What is required:
Count the lines in the records below that contain the word "join", and give only that count.

Information:
use std::path::{Path, PathBuf};

use uuid::Uuid;

use crate::error::PersistenceError;
use crate::kv::KeyValueStore;

/// File-per-key store. Each key is kept as `<dir>/<key>.json`.
///
/// Writes land in a temp file next to the target and are renamed over it, so
/// readers see either the old array or the new one, never a partial write.
#[derive(Debug, Clone)]
pub struct FileStore {
    dir: PathBuf,
}

impl FileStore {
    pub fn new(dir: impl Into<PathBuf>) -> Self {
        Self { dir: dir.into() }
    }

    pub fn dir(&self) -> &Path {
        &self.dir
    }

    pub fn ensure_dir(&self) -> Result<(), PersistenceError> {
        std::fs::create_dir_all(&self.dir)?;
        Ok(())
    }

    pub fn file_path(&self, key: &str) -> PathBuf {
        self.dir.join(format!("{}.json", key))
    }

    /// Read the raw value for a key. Returns None if not found.
    pub fn read(&self, key: &str) -> Result<Option<String>, PersistenceError> {
        let path = self.file_path(key);
        if !path.exists() {
            return Ok(None);
        }
        Ok(Some(std::fs::read_to_string(&path)?))
    }

    pub fn write(&self, key: &str, value: &str) -> Result<(), PersistenceError> {
        self.ensure_dir()?;
        let path = self.file_path(key);
        let tmp = self
            .dir
            .join(format!(".{}.{}.tmp", key, Uuid::new_v4().simple()));
        if let Err(e) = std::fs::write(&tmp, value).and_then(|_| std::fs::rename(&tmp, &path)) {
            let _ = std::fs::remove_file(&tmp);
            return Err(e.into());
        }
        tracing::debug!(key, path = %path.display(), bytes = value.len(), "Wrote key");
        Ok(())
    }

    pub fn delete(&self, key: &str) -> Result<(), PersistenceError> {
        let path = self.file_path(key);
        if path.exists() {
            std::fs::remove_file(&path)?;
        }
        Ok(())
    }
}

impl KeyValueStore for FileStore {
    async fn get(&self, key: &str) -> Result<Option<String>, PersistenceError> {
        self.read(key)
    }

    async fn set(&self, key: &str, value: String) -> Result<(), PersistenceError> {
        self.write(key, &value)
    }

    async fn remove(&self, key: &str) -> Result<(), PersistenceError> {
        self.delete(key)
    }
}

#[cfg(test)]
mod tests {
    use super::*;

    #[test]
    fn test_write_and_read_roundtrip() {
        let dir = tempfile::tempdir().unwrap();
        let store = FileStore::new(dir.path().join("data"));
        store.write("teams", "[]").unwrap();
        assert_eq!(store.read("teams").unwrap().as_deref(), Some("[]"));
    }

    #[test]
    fn test_read_missing_key() {
        let dir = tempfile::tempdir().unwrap();
        let store = FileStore::new(dir.path().join("data"));
        assert_eq!(store.read("teams").unwrap(), None);
    }

    #[test]
    fn test_overwrite_leaves_no_temp_files() {
        let dir = tempfile::tempdir().unwrap();
        let store = FileStore::new(dir.path());
        store.write("matches", "[1]").unwrap();
        store.write("matches", "[1,2]").unwrap();
        assert_eq!(store.read("matches").unwrap().as_deref(), Some("[1,2]"));

        let names: Vec<_> = std::fs::read_dir(dir.path())
            .unwrap()
            .map(|e| e.unwrap().file_name().into_string().unwrap())
            .collect();
        assert_eq!(names, vec!["matches.json".to_string()]);
    }

    #[test]
    fn test_delete_is_idempotent() {
        let dir = tempfile::tempdir().unwrap();
        let store = FileStore::new(dir.path());
        store.write("teams", "[]").unwrap();
        store.delete("teams").unwrap();
        store.delete("teams").unwrap();
        assert_eq!(store.read("teams").unwrap(), None);
    }

    #[tokio::test]
    async fn test_trait_impl() {
        let dir = tempfile::tempdir().unwrap();
        let store = FileStore::new(dir.path());
        store.set("tournaments", "[]".to_string()).await.unwrap();
        assert_eq!(
            store.get("tournaments").await.unwrap().as_deref(),
            Some("[]")
        );
        store.remove("tournaments").await.unwrap();
        assert_eq!(store.get("tournaments").await.unwrap(), None);
    }
}
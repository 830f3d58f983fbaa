//! Domain model for the kabaddi organizer.
//!
//! Entities (teams, matches, tournaments, grounds) are plain serde structs whose
//! JSON shape matches what the app has always written to its key-value store.
//! Behaviour that belongs to the entities themselves lives here: roster edits,
//! the match status state machine, winner determination, invite codes, and the
//! list filters. Persistence is handled by `kabaddi-store`.

pub mod error;
pub mod filter;
pub mod ground;
pub mod ids;
pub mod invite;
pub mod matches;
pub mod team;
pub mod tournament;

pub use error::DomainError;
pub use filter::{MatchStatusFilter, TeamRelationFilter, TournamentStatusFilter};
pub use ground::{Amenity, AmenityKind, Ground, GroundStatus};
pub use ids::generate_id;
pub use invite::{generate_invite_code, invite_codes_match, share_message, InviteKind};
pub use matches::{winner, Match, MatchDraft, MatchResult, MatchStatus, ScoreInput};
pub use team::{Player, PlayerDraft, Team, TeamDraft, MAX_ROSTER_SIZE};
pub use tournament::{Tournament, TournamentDraft, TournamentStatus};
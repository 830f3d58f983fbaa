//! Runtime configuration for the `kabaddi` CLI.
//!
//! Every value can come from a command-line flag, an environment variable or a
//! built-in default, in that order.

use std::path::{Path, PathBuf};

/// User id recorded as creator when nothing else is configured.
pub const DEFAULT_USER: &str = "current-user";

const DATA_DIR_ENV: &str = "KABADDI_DATA_DIR";
const USER_ENV: &str = "KABADDI_USER";
const LOG_DIR_ENV: &str = "KABADDI_LOG_DIR";

/// Fallback data directory when `$HOME` is unset.
const FALLBACK_DATA_DIR: &str = "data";

/// Resolve the data directory.
///
/// Priority:
/// 1. `--data-dir` flag
/// 2. `KABADDI_DATA_DIR` env variable
/// 3. `$HOME/.config/kabaddi/data`
/// 4. `./data`
pub fn data_dir(flag: Option<&Path>) -> PathBuf {
    resolve_data_dir(
        flag,
        std::env::var_os(DATA_DIR_ENV).map(PathBuf::from),
        std::env::var_os("HOME").map(PathBuf::from),
    )
}

fn resolve_data_dir(flag: Option<&Path>, env: Option<PathBuf>, home: Option<PathBuf>) -> PathBuf {
    if let Some(path) = flag {
        return path.to_path_buf();
    }
    if let Some(path) = env.filter(|p| !p.as_os_str().is_empty()) {
        return path;
    }
    match home {
        Some(home) => home.join(".config").join("kabaddi").join("data"),
        None => PathBuf::from(FALLBACK_DATA_DIR),
    }
}

/// Resolve the current user id: `--user`, then `KABADDI_USER`, then
/// [`DEFAULT_USER`].
pub fn user_id(flag: Option<&str>) -> String {
    resolve_user_id(flag, std::env::var(USER_ENV).ok())
}

fn resolve_user_id(flag: Option<&str>, env: Option<String>) -> String {
    flag.map(str::to_string)
        .or(env)
        .map(|u| u.trim().to_string())
        .filter(|u| !u.is_empty())
        .unwrap_or_else(|| DEFAULT_USER.to_string())
}

/// Directory for daily-rolling log files. Logs go to stderr when unset.
pub fn log_dir() -> Option<PathBuf> {
    std::env::var_os(LOG_DIR_ENV)
        .filter(|v| !v.is_empty())
        .map(PathBuf::from)
}
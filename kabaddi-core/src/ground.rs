use serde::{Deserialize, Serialize};

#[derive(Debug, Clone, Copy, PartialEq, Eq, Hash, Serialize, Deserialize)]
#[serde(rename_all = "lowercase")]
pub enum GroundStatus {
    Open,
    Closed,
    Maintenance,
}

impl GroundStatus {
    pub fn as_str(self) -> &'static str {
        match self {
            Self::Open => "open",
            Self::Closed => "closed",
            Self::Maintenance => "maintenance",
        }
    }
}

#[derive(Debug, Clone, Copy, PartialEq, Eq, Hash, Serialize, Deserialize)]
#[serde(rename_all = "lowercase")]
pub enum AmenityKind {
    Restaurant,
    Parking,
    Hotel,
    Hospital,
    Transport,
}

#[derive(Debug, Clone, PartialEq, Serialize, Deserialize)]
pub struct Amenity {
    pub name: String,
    /// Display distance, e.g. "0.5 km".
    pub distance: String,
    #[serde(rename = "type")]
    pub kind: AmenityKind,
}

/// A venue where matches are played.
#[derive(Debug, Clone, PartialEq, Serialize, Deserialize)]
#[serde(rename_all = "camelCase")]
pub struct Ground {
    pub id: String,
    pub name: String,
    pub location: String,
    #[serde(default)]
    pub address: String,
    #[serde(default)]
    pub description: String,
    #[serde(default)]
    pub facilities: Vec<String>,
    #[serde(default)]
    pub contact_number: String,
    #[serde(default)]
    pub capacity: u32,
    pub status: GroundStatus,
    #[serde(default)]
    pub rating: f32,
    #[serde(default)]
    pub booking_fee: u32,
    #[serde(default)]
    pub photos: Vec<String>,
    #[serde(default)]
    pub map_url: String,
    /// Match ids. Not checked against the match collection.
    #[serde(default)]
    pub upcoming_matches: Vec<String>,
    #[serde(default)]
    pub nearby_amenities: Vec<Amenity>,
}

impl Ground {
    pub fn is_open(&self) -> bool {
        self.status == GroundStatus::Open
    }

    pub fn amenities_of(&self, kind: AmenityKind) -> impl Iterator<Item = &Amenity> {
        self.nearby_amenities.iter().filter(move |a| a.kind == kind)
    }
}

Output below:
5